Anita Remerowski, South Dakota Legal Services, Mission, S.D. (argued), and Terry Pechota, Mission, S.D., on brief for appellee, Georgia White.
Mark V. Meierhenry, Vermillion, S.D. (argued), and William J. Janklow, Atty. Gen., Pierre, S.D., on brief, for appellee, Kneip.
Mario Gonzalez, Martin, S.D., on brief of amicus curiae, Oglala Sioux Indian Tribe.
Before GIBSON, Chief Judge, and HEANEY and BRIGHT, Circuit Judges.
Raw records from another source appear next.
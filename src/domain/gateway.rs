use {
    super::error::EngineError,
    super::id::SessionId,
    super::money::{Currency, MoneyAmount},
    std::collections::HashMap,
    std::{future::Future, pin::Pin},
};

/// The gateway's view of whether a session was paid.
#[derive(Debug, Clone, Copy, PartialEq, Eq)]
pub enum GatewayPaymentStatus {
    Paid,
    Unpaid,
    NoPaymentRequired,
}

/// Full session detail fetched directly from the gateway. The recovery path
/// builds a `CheckoutEvent` from this; webhook payloads may omit parts of it.
#[derive(Debug, Clone)]
pub struct FetchedSession {
    pub session_id: SessionId,
    pub payment_status: GatewayPaymentStatus,
    pub amount_total: MoneyAmount,
    pub amount_subtotal: MoneyAmount,
    pub currency: Currency,
    pub metadata: HashMap<String, String>,
    pub customer_email: Option<String>,
    pub shipping_details: Option<serde_json::Value>,
    pub billing_details: Option<serde_json::Value>,
    pub created: i64,
}

/// One line item as the gateway reports it. `price_id` still needs resolving
/// to an internal product before it can become an order item.
#[derive(Debug, Clone)]
pub struct FetchedLineItem {
    pub price_id: String,
    pub quantity: i64,
    pub unit_amount: MoneyAmount,
    pub total_amount: MoneyAmount,
}

/// Slim session listing entry for the reconciliation scan.
#[derive(Debug, Clone)]
pub struct SessionSummary {
    pub session_id: SessionId,
    pub payment_status: GatewayPaymentStatus,
    pub amount_total: MoneyAmount,
    pub created: i64,
}

/// Everything the engine needs from the payment gateway. Injected so tests
/// and the recovery tooling can run without live gateway credentials.
pub trait PaymentGateway: Send + Sync {
    fn fetch_session(
        &self,
        id: &SessionId,
    ) -> Pin<Box<dyn Future<Output = Result<FetchedSession, EngineError>> + Send + '_>>;

    fn list_line_items(
        &self,
        id: &SessionId,
    ) -> Pin<Box<dyn Future<Output = Result<Vec<FetchedLineItem>, EngineError>> + Send + '_>>;

    fn list_recent_sessions(
        &self,
        limit: u64,
    ) -> Pin<Box<dyn Future<Output = Result<Vec<SessionSummary>, EngineError>> + Send + '_>>;
}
This case presents the question whether the United States or the State of South Dakota must pay for emergency inpatient mental health care provided to Florence Red Dog, an indigent member of the Oglala Sioux Tribe residing on the Pine Ridge Indian Reservation in South Dakota. Because of severe mental illness, Ms. Red Dog was involuntarily hospitalized at the South Dakota Human Services Center, a state mental hospital. The state and the federal government disagree as to which should pay for the care. The Honorable Andrew W. Bogue, United States District Judge for the District of South Dakota, in an opinion reported at 437 F. Supp. 543 (D.S.D. 1977), held that the responsibility for care and payment rests with the United States. We affirm.
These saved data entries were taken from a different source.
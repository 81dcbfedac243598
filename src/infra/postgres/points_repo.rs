use {
    crate::domain::error::EngineError,
    crate::domain::points::NewPointsTransaction,
    sqlx::PgPool,
};

/// Base accrual RPC on the store: awards points for the pre-discount order
/// amount. Returns the number of points the store granted.
pub async fn award_points_for_order(
    pool: &PgPool,
    user_id: &str,
    amount_cents: i64,
    order_reference: &str,
) -> Result<i64, EngineError> {
    let points: i64 = sqlx::query_scalar("SELECT award_points_for_order($1, $2, $3)")
        .bind(user_id)
        .bind(amount_cents)
        .bind(order_reference)
        .fetch_one(pool)
        .await?;
    Ok(points)
}

/// Direct ledger insert, used for the bulk-pack bonus.
pub async fn insert_transaction(
    pool: &PgPool,
    tx: &NewPointsTransaction,
) -> Result<(), EngineError> {
    sqlx::query(
        r#"
        INSERT INTO points_transactions
            (id, user_id, kind, points_amount, description, order_reference, expires_at)
        VALUES ($1, $2, $3, $4, $5, $6, $7)
        "#,
    )
    .bind(tx.id)
    .bind(&tx.user_id)
    .bind(tx.kind.as_str())
    .bind(tx.points_amount)
    .bind(&tx.description)
    .bind(tx.order_reference.as_deref())
    .bind(tx.expires_at)
    .execute(pool)
    .await?;
    Ok(())
}

/// Recompute RPC on the store: derives the user's balance from the ledger.
pub async fn recompute_balance(pool: &PgPool, user_id: &str) -> Result<i64, EngineError> {
    let balance: i64 = sqlx::query_scalar("SELECT recompute_user_points_balance($1)")
        .bind(user_id)
        .fetch_one(pool)
        .await?;
    Ok(balance)
}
In deciding this case brought by Georgia White, as guardian ad litem for Ms. Red Dog, Judge Bogue rested his decision primarily on two straightforward principles. First, the State of South Dakota lacks the power to initiate and carry out involuntary commitment procedures of a mentally ill Indian residing upon an Indian reservation; therefore, the law imposes no duty on the state to provide mental health care for Ms. Red Dog. The district court said:
This Court therefore concludes, on the basis of Williams v. Lee (358 U.S. 217, 79 S. Ct. 269, 3 L. Ed. 2d 251 (1959)) and its progeny, that the state and county defendants in this case have no power to initiate or carry out the procedures for the Involuntary commitment of an allegedly mentally ill Indian person who resides in Indian country. The concept of tribal sovereignty, diluted though it may be, cannot coexist with the process and act of involuntary commitment by the power of the state under the circumstances presented in this case. (437 F. Supp. at 550.)
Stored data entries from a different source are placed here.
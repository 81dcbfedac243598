use {
    super::stripe::{convert_amount, convert_currency},
    crate::domain::{
        error::EngineError,
        gateway::{
            FetchedLineItem, FetchedSession, GatewayPaymentStatus, PaymentGateway, SessionSummary,
        },
        id::SessionId,
    },
    std::{future::Future, pin::Pin},
};

pub struct StripeGateway {
    client: stripe::Client,
}

impl StripeGateway {
    pub fn new(secret_key: &str) -> Self {
        Self {
            client: stripe::Client::new(secret_key),
        }
    }
}

impl PaymentGateway for StripeGateway {
    fn fetch_session(
        &self,
        id: &SessionId,
    ) -> Pin<Box<dyn Future<Output = Result<FetchedSession, EngineError>> + Send + '_>> {
        let id = id.clone();
        Box::pin(async move { self.fetch_session_inner(&id).await })
    }

    fn list_line_items(
        &self,
        id: &SessionId,
    ) -> Pin<Box<dyn Future<Output = Result<Vec<FetchedLineItem>, EngineError>> + Send + '_>> {
        let id = id.clone();
        Box::pin(async move { self.list_line_items_inner(&id).await })
    }

    fn list_recent_sessions(
        &self,
        limit: u64,
    ) -> Pin<Box<dyn Future<Output = Result<Vec<SessionSummary>, EngineError>> + Send + '_>> {
        Box::pin(async move { self.list_recent_sessions_inner(limit).await })
    }
}

fn convert_payment_status(status: stripe::CheckoutSessionPaymentStatus) -> GatewayPaymentStatus {
    match status {
        stripe::CheckoutSessionPaymentStatus::Paid => GatewayPaymentStatus::Paid,
        stripe::CheckoutSessionPaymentStatus::Unpaid => GatewayPaymentStatus::Unpaid,
        stripe::CheckoutSessionPaymentStatus::NoPaymentRequired => {
            GatewayPaymentStatus::NoPaymentRequired
        }
    }
}

impl StripeGateway {
    fn parse_session_id(raw: &SessionId) -> Result<stripe::CheckoutSessionId, EngineError> {
        raw.as_str()
            .parse::<stripe::CheckoutSessionId>()
            .map_err(|e| EngineError::Gateway(format!("invalid CheckoutSession id: {e}")))
    }

    async fn fetch_session_inner(&self, id: &SessionId) -> Result<FetchedSession, EngineError> {
        let session_id = Self::parse_session_id(id)?;
        let session = stripe::CheckoutSession::retrieve(&self.client, &session_id, &[])
            .await
            .map_err(|e| EngineError::Gateway(format!("Stripe API: {e}")))?;

        let amount_total = convert_amount(session.amount_total.unwrap_or(0))?;
        let amount_subtotal = convert_amount(session.amount_subtotal.unwrap_or(0))?;
        let currency = session
            .currency
            .ok_or_else(|| EngineError::Gateway("session has no currency".into()))
            .and_then(convert_currency)?;

        let customer_email = session
            .customer_details
            .as_ref()
            .and_then(|d| d.email.clone())
            .or_else(|| session.customer_email.clone());

        let shipping_details = session
            .shipping_details
            .as_ref()
            .map(serde_json::to_value)
            .transpose()?;
        let billing_details = session
            .customer_details
            .as_ref()
            .and_then(|d| d.address.as_ref())
            .map(serde_json::to_value)
            .transpose()?;

        Ok(FetchedSession {
            session_id: id.clone(),
            payment_status: convert_payment_status(session.payment_status),
            amount_total,
            amount_subtotal,
            currency,
            metadata: session.metadata.unwrap_or_default(),
            customer_email,
            shipping_details,
            billing_details,
            created: session.created,
        })
    }

    async fn list_line_items_inner(
        &self,
        id: &SessionId,
    ) -> Result<Vec<FetchedLineItem>, EngineError> {
        let session_id = Self::parse_session_id(id)?;
        let session =
            stripe::CheckoutSession::retrieve(&self.client, &session_id, &["line_items"])
                .await
                .map_err(|e| EngineError::Gateway(format!("Stripe API: {e}")))?;

        let mut items = Vec::new();
        let Some(line_items) = session.line_items else {
            return Ok(items);
        };

        for line in line_items.data {
            let Some(price) = line.price.as_ref() else {
                tracing::warn!(session_id = %id, "line item without price, skipped");
                continue;
            };
            let quantity = line.quantity.unwrap_or(1) as i64;
            let total_amount = convert_amount(line.amount_total)?;
            let unit_amount = match price.unit_amount {
                Some(unit) => convert_amount(unit)?,
                None => convert_amount(line.amount_total / quantity.max(1))?,
            };

            items.push(FetchedLineItem {
                price_id: price.id.to_string(),
                quantity,
                unit_amount,
                total_amount,
            });
        }

        Ok(items)
    }

    async fn list_recent_sessions_inner(
        &self,
        limit: u64,
    ) -> Result<Vec<SessionSummary>, EngineError> {
        let mut params = stripe::ListCheckoutSessions::new();
        params.limit = Some(limit);

        let sessions = stripe::CheckoutSession::list(&self.client, &params)
            .await
            .map_err(|e| EngineError::Gateway(format!("Stripe API: {e}")))?;

        let mut summaries = Vec::new();
        for session in sessions.data {
            let session_id = SessionId::new(session.id.to_string())?;
            summaries.push(SessionSummary {
                session_id,
                payment_status: convert_payment_status(session.payment_status),
                amount_total: convert_amount(session.amount_total.unwrap_or(0))?,
                created: session.created,
            });
        }

        Ok(summaries)
    }
}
Second, because Ms. Red Dog lacks an alternative source of health care, federal policy as reflected by legislative and administrative action places responsibility for providing the necessary care upon the United States. The United States cannot evade that responsibility by insisting that the State of South Dakota assume the primary burden of providing care for Ms. Red Dog and relegating its own obligation to that of "residual supplier." The district court wrote:
We think that Congress has unambiguously declared that the federal government has a legal responsibility to provide health care to Indians. This stems from the "unique relationship" between Indians and the federal government, a relationship that is reflected in hundreds of cases and is further made obvious by the fact that one bulging volume of the U. S. Code pertains only to Indians.
It matters not at this juncture whether the federal government is called a residual supplier or a primary supplier of services. We determined earlier in this opinion that the State of South Dakota has no jurisdiction to involuntarily commit Florence Red Dog. The question then became, not whether the federal defendants are residual or primary suppliers, but whether they can abandon Florence Red Dog entirely. We hold here that they cannot abandon her if she requires involuntary commitment. The federal defendants are free to call themselves "residual suppliers" if that fits in better with their policy statements, but where the state cannot act, they must. (Id. at 555.)
In affirming, we adopt the district court's statement of facts and its reasoning as applied to the conclusions quoted above. Although the parties have presented other issues related to this question, we find it unnecessary to address them.
We also agree with the district court's denial of plaintiff's motion to certify the action as a class action.